Entries in tritium (1)

Thursday
Jan212010

Tritium Leak at Vermont Yankee

It’s been all over the news for the past few days. Water contaminated with tritium, a radioactive substance, has been leaking out of the Vermont Yankee nuclear power plant. The discoveries began with water containing 22,000 picocuries per liter (ppl, more on this later) in a test well near the plant, continued with water containing one to two million ppl in an open trench, and keeps accelerating today with a report of 150 gallons at 720,000 ppl in an underground storage room.

Part of the story is that Entergy, the owner of Vermont Yankee, told Vermont regulators there were no underground pipes carrying radioactive materials at the plant. Entergy spokesman Rob Williams claimed that this was a mistake rather than a lie. This merely adds the alternative of gross incompetence to the probability of dishonesty. Entergy is searching for the leak while an underground plume of tritium-laced water heads for the nearby Connecticut River.

Those are the reports so far, but there are a number of basic questions confronting Vermonters, as well as our neighbors downstream. What is tritium? Where does it come from? How dangerous is it? What can be done about it?

Tritium is a radioactive isotope of hydrogen. Ordinary hydrogen is made up of one proton and one electron. It is the lightest and most common element in the universe, and, of course, one of the two elements in water. When exposed to radiation, as in a nuclear plant, some hydrogen becomes tritium, consisting of one proton, two neutrons, and an electron. This arrangement is unstable and will eventually decay into helium, releasing beta radiation. Beta radiation is essentially high-powered electrons. Tritium has a half life of about 12.3 years, meaning that if you put 1000 atoms of tritium in a jar and wait 12.3 years you will have 500 atoms of tritium. 500 will have decayed. Another 12.3 years and you will have 250. The rule of thumb for radioactive materials is that they need to sit around for 10 to 20 half-lives (120-240 years in the case of tritium) before they are safe.

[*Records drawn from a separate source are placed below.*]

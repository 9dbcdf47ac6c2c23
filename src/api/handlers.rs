//! Job intake, job browsing and health handlers

use crate::api::models::{
    ErrorResponse, HealthResponse, JobAcceptedResponse, JobListResponse, ListJobsParams,
    StatusUpdateRequest,
};
use crate::error::AppError;
use crate::jobs::{EmailJobRequest, FormJobRequest, JobStatus, PrintJob};
use crate::AppState;
use axum::{
    extract::{rejection::JsonRejection, Path, Query, State},
    Json,
};
use chrono::Utc;
use std::sync::Arc;
use tracing::info;
use uuid::Uuid;

/// Accept a job submitted through the web form
#[utoipa::path(
    post,
    path = "/api/jobs/form",
    request_body = FormJobRequest,
    responses(
        (status = 200, description = "Job stored", body = JobAcceptedResponse),
        (status = 400, description = "Missing required fields or malformed body", body = ErrorResponse),
        (status = 429, description = "Rate limit exceeded", body = ErrorResponse)
    ),
    tag = "Jobs"
)]
pub async fn submit_form_job(
    State(state): State<Arc<AppState>>,
    payload: Result<Json<FormJobRequest>, JsonRejection>,
) -> Result<Json<JobAcceptedResponse>, AppError> {
    let Json(request) = payload?;
    let job = state.jobs.insert(request.into_new_job()?).await?;

    info!(
        job_id = %job.id,
        source = %job.source,
        customer_email = job.customer_email.as_deref().unwrap_or_default(),
        "Job received from web form"
    );

    Ok(Json(JobAcceptedResponse::new("Job received from web form", job)))
}

/// Accept a job forwarded from the email inbox
#[utoipa::path(
    post,
    path = "/api/jobs/email",
    request_body = EmailJobRequest,
    responses(
        (status = 200, description = "Job stored", body = JobAcceptedResponse),
        (status = 400, description = "Missing required fields or malformed body", body = ErrorResponse),
        (status = 429, description = "Rate limit exceeded", body = ErrorResponse)
    ),
    tag = "Jobs"
)]
pub async fn submit_email_job(
    State(state): State<Arc<AppState>>,
    payload: Result<Json<EmailJobRequest>, JsonRejection>,
) -> Result<Json<JobAcceptedResponse>, AppError> {
    let Json(request) = payload?;
    let job = state.jobs.insert(request.into_new_job(Utc::now())?).await?;

    info!(
        job_id = %job.id,
        source = %job.source,
        subject = job.subject.as_deref().unwrap_or_default(),
        "Job received from email"
    );

    Ok(Json(JobAcceptedResponse::new("Job received from email", job)))
}

/// List jobs, newest first
#[utoipa::path(
    get,
    path = "/api/jobs",
    params(ListJobsParams),
    responses(
        (status = 200, description = "Jobs", body = JobListResponse),
        (status = 400, description = "Unknown source or status filter", body = ErrorResponse),
        (status = 401, description = "Missing or invalid API key", body = ErrorResponse)
    ),
    tag = "Jobs"
)]
pub async fn list_jobs(
    State(state): State<Arc<AppState>>,
    Query(params): Query<ListJobsParams>,
) -> Result<Json<JobListResponse>, AppError> {
    let query = params.into_query()?;
    let jobs = state.jobs.list(&query).await?;

    Ok(Json(JobListResponse {
        count: jobs.len(),
        jobs,
    }))
}

/// Fetch a single job
#[utoipa::path(
    get,
    path = "/api/jobs/{id}",
    params(("id" = Uuid, Path, description = "Job id")),
    responses(
        (status = 200, description = "Job", body = PrintJob),
        (status = 404, description = "Unknown job", body = ErrorResponse)
    ),
    tag = "Jobs"
)]
pub async fn get_job(
    State(state): State<Arc<AppState>>,
    Path(id): Path<Uuid>,
) -> Result<Json<PrintJob>, AppError> {
    state
        .jobs
        .get(id)
        .await?
        .map(Json)
        .ok_or(AppError::JobNotFound(id))
}

/// Move a job to a new status
#[utoipa::path(
    patch,
    path = "/api/jobs/{id}/status",
    params(("id" = Uuid, Path, description = "Job id")),
    request_body = StatusUpdateRequest,
    responses(
        (status = 200, description = "Updated job", body = PrintJob),
        (status = 400, description = "Unknown status", body = ErrorResponse),
        (status = 404, description = "Unknown job", body = ErrorResponse),
        (status = 409, description = "Transition not allowed", body = ErrorResponse)
    ),
    tag = "Jobs"
)]
pub async fn update_job_status(
    State(state): State<Arc<AppState>>,
    Path(id): Path<Uuid>,
    payload: Result<Json<StatusUpdateRequest>, JsonRejection>,
) -> Result<Json<PrintJob>, AppError> {
    let Json(request) = payload?;
    let status: JobStatus = request.status.parse()?;

    let job = state.jobs.update_status(id, status).await?;
    info!(job_id = %job.id, status = %job.status, "Job status updated");

    Ok(Json(job))
}

/// Health check endpoint
#[utoipa::path(
    get,
    path = "/health",
    responses((status = 200, description = "Service health", body = HealthResponse)),
    tag = "Health"
)]
pub async fn health_check(State(state): State<Arc<AppState>>) -> Json<HealthResponse> {
    let store_healthy = state.jobs.health_check().await;

    Json(HealthResponse {
        status: if store_healthy { "healthy" } else { "degraded" }.to_string(),
        version: env!("CARGO_PKG_VERSION").to_string(),
        store: state.jobs.backend().to_string(),
        store_healthy,
        canva_tokens_cached: state.tokens.has_tokens(),
    })
}
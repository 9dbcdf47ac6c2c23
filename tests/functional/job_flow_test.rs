//! Functional test following a job from submission to completion

use axum::{
    body::{to_bytes, Body},
    http::{header, Method, Request, StatusCode},
    Router,
};
use printssistant_backend::{
    api::routes::create_router, canva::HttpCanvaClient, config::Settings, db::InMemoryJobStore,
    AppState,
};
use serde_json::{json, Value};
use std::sync::Arc;
use tower::ServiceExt;

async fn create_app() -> Router {
    let mut settings = Settings::default();
    settings.rate_limit.enabled = false;
    let store = Arc::new(InMemoryJobStore::new());
    let canva = Arc::new(HttpCanvaClient::new(&settings.canva).unwrap());
    create_router(Arc::new(AppState::new(settings, store, canva))).await
}

async fn send(app: &Router, method: Method, uri: &str, body: Option<Value>) -> (StatusCode, Value) {
    let builder = Request::builder().method(method).uri(uri);
    let request = match body {
        Some(body) => builder
            .header(header::CONTENT_TYPE, "application/json")
            .body(Body::from(body.to_string())),
        None => builder.body(Body::empty()),
    }
    .unwrap();

    let response = app.clone().oneshot(request).await.unwrap();
    let status = response.status();
    let bytes = to_bytes(response.into_body(), usize::MAX).await.unwrap();
    let value = serde_json::from_slice(&bytes).unwrap_or(Value::Null);
    (status, value)
}

fn export_event(design_id: &str) -> Value {
    json!({
        "event_type": "design.export.completed",
        "design_id": design_id,
        "design_title": "Menu",
        "export_url": format!("https://export.canva.com/{design_id}.pdf"),
        "customer_email": "cafe@example.com"
    })
}

#[tokio::test]
async fn test_form_job_lifecycle_with_canva_export() {
    let app = create_app().await;

    // Customer submits the form
    let (status, body) = send(
        &app,
        Method::POST,
        "/api/jobs/form",
        Some(json!({
            "customerName": "Corner Cafe",
            "customerEmail": "cafe@example.com",
            "jobTitle": "Menus",
            "quantity": 40,
            "paperSize": "A3"
        })),
    )
    .await;
    assert_eq!(status, StatusCode::OK);
    let job_id = body["jobId"].as_str().unwrap().to_string();

    // The design export lands on the same job
    let (status, body) = send(&app, Method::POST, "/api/webhooks/canva", Some(export_event("D1"))).await;
    assert_eq!(status, StatusCode::OK);
    assert_eq!(body["jobId"], job_id.as_str());
    assert_eq!(body["data"]["status"], "asset_received");

    // A re-export overwrites the design details
    let (_, body) = send(&app, Method::POST, "/api/webhooks/canva", Some(export_event("D2"))).await;
    assert_eq!(body["jobId"], job_id.as_str());
    assert_eq!(body["data"]["design_id"], "D2");

    // Staff work the job through to completion
    let status_uri = format!("/api/jobs/{job_id}/status");
    for next in ["processing", "completed"] {
        let (status, body) =
            send(&app, Method::PATCH, &status_uri, Some(json!({ "status": next }))).await;
        assert_eq!(status, StatusCode::OK);
        assert_eq!(body["status"], next);
    }

    // Finished jobs cannot be reopened
    let (status, _) =
        send(&app, Method::PATCH, &status_uri, Some(json!({"status": "pending"}))).await;
    assert_eq!(status, StatusCode::CONFLICT);

    // A later export no longer matches the completed job
    let (_, body) = send(&app, Method::POST, "/api/webhooks/canva", Some(export_event("D3"))).await;
    assert_eq!(body["message"], "Canva design received");
    assert_ne!(body["jobId"], job_id.as_str());
    assert_eq!(body["data"]["source"], "canva");

    let (status, body) = send(&app, Method::GET, "/api/jobs", None).await;
    assert_eq!(status, StatusCode::OK);
    assert_eq!(body["count"], 2);
    assert_eq!(body["jobs"][0]["design_id"], "D3");
    assert_eq!(body["jobs"][1]["status"], "completed");
    assert_eq!(body["jobs"][1]["paper_size"], "A3");
}

#[tokio::test]
async fn test_email_and_cancellation_flow() {
    let app = create_app().await;

    let (_, body) = send(
        &app,
        Method::POST,
        "/api/jobs/email",
        Some(json!({"from": "cafe@example.com", "subject": "Flyers for Friday"})),
    )
    .await;
    let job_id = body["jobId"].as_str().unwrap().to_string();

    let (status, body) = send(
        &app,
        Method::PATCH,
        &format!("/api/jobs/{job_id}/status"),
        Some(json!({"status": "cancelled"})),
    )
    .await;
    assert_eq!(status, StatusCode::OK);
    assert_eq!(body["status"], "cancelled");

    let (_, body) = send(&app, Method::GET, "/api/jobs?status=cancelled", None).await;
    assert_eq!(body["count"], 1);
    assert_eq!(body["jobs"][0]["subject"], "Flyers for Friday");

    let (_, body) = send(&app, Method::GET, "/api/jobs?status=pending", None).await;
    assert_eq!(body["count"], 0);
}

So what is a picocurie, and what is a million picocuries in the scheme of things? A curie is a measurement of a radioactive material in terms of disintegrations per second. If a sample of material has 37,000,000,000 (3.7 x 1010) atoms decaying and emitting radiation every second, then that is one curie. A picocurie is a trillionth of a curie, which amounts to 2.2 disintegrations per minute. Thus, a million picocuries per liter (ppl) means that each liter of water emits 2.2 million beta particles a minute.

What does that mean for human health? How dangerous is this stuff? Federal regulations put the safe limit for drinking water at 20,000 ppl. In Europe the limit is 2,000, and in California the limit is 500. I have read that research indicates no safe threshold for tritium. There are a few unpleasant problems with the stuff. Being an isotope of hydrogen, it is part of water molecules themselves. This means it can’t be filtered out of water by any practical means. If it is ingested in water it clears out of the human body in about 10 days, as long as that human body doesn’t drink more tritium-laced water. However, if it is ingested by humans in food it can integrate itself into our tissues and remain for ten years, quietly bombarding us from the inside. It can lodge in our DNA, damaging the genetic code all around it. Its ability to insinuate itself into our systems has caused researchers at Lawrence Livermore Laboratory to assign it an RBE (radiobiological effectiveness) ratio of 1.5 to 5 times that of other radioactive materials. That means that given the same ppl, tritium will cause 2 to 5 times the actual damage of something emitting gamma radiation or x-rays.

Tritium causes all the usual radiological effects: cancer, genetic defects, cell death, birth defects, and loss of fertility.

How much tritium is normal? Tritium is caused not only by nuclear reactions in power plants, but also by cosmic rays hitting our atmosphere. There is a background level of tritium in water of 3 to 24 ppl. That puts the tritium-contaminated water in that trench at somewhere between 42,000 and 660,000 times the usual background level and 50 to 100 times the federal limit.

My conclusion from all this is that the present tritium leak at Vermont Yankee is no small thing. The material is dangerous at low concentrations, persistent in the human body, impossible to filter, and hard to contain. The leak is limited to the area in and around the plant for now, but I can’t imagine the isolation and cleanup is going to be easy.

I’d also conclude that the management at Entergy should start planning for decommissioning Vermont Yankee on schedule in 2012. Even the Douglas administration, long time servant of Entergy, has reacted strongly. I predict that more damning evidence will come out, more tritium will leak, and Entergy will continue its tone-deaf attempts at smoothing things over. Vermont Yankee is a turkey, folks, and it has been in the radioactive oven for a few decades now. Stick a fork in it, it’s done. Let me update that cliché: Stick a really long-handled fork in it and then carefully encase that fork in concrete and let it sit a couple of centuries.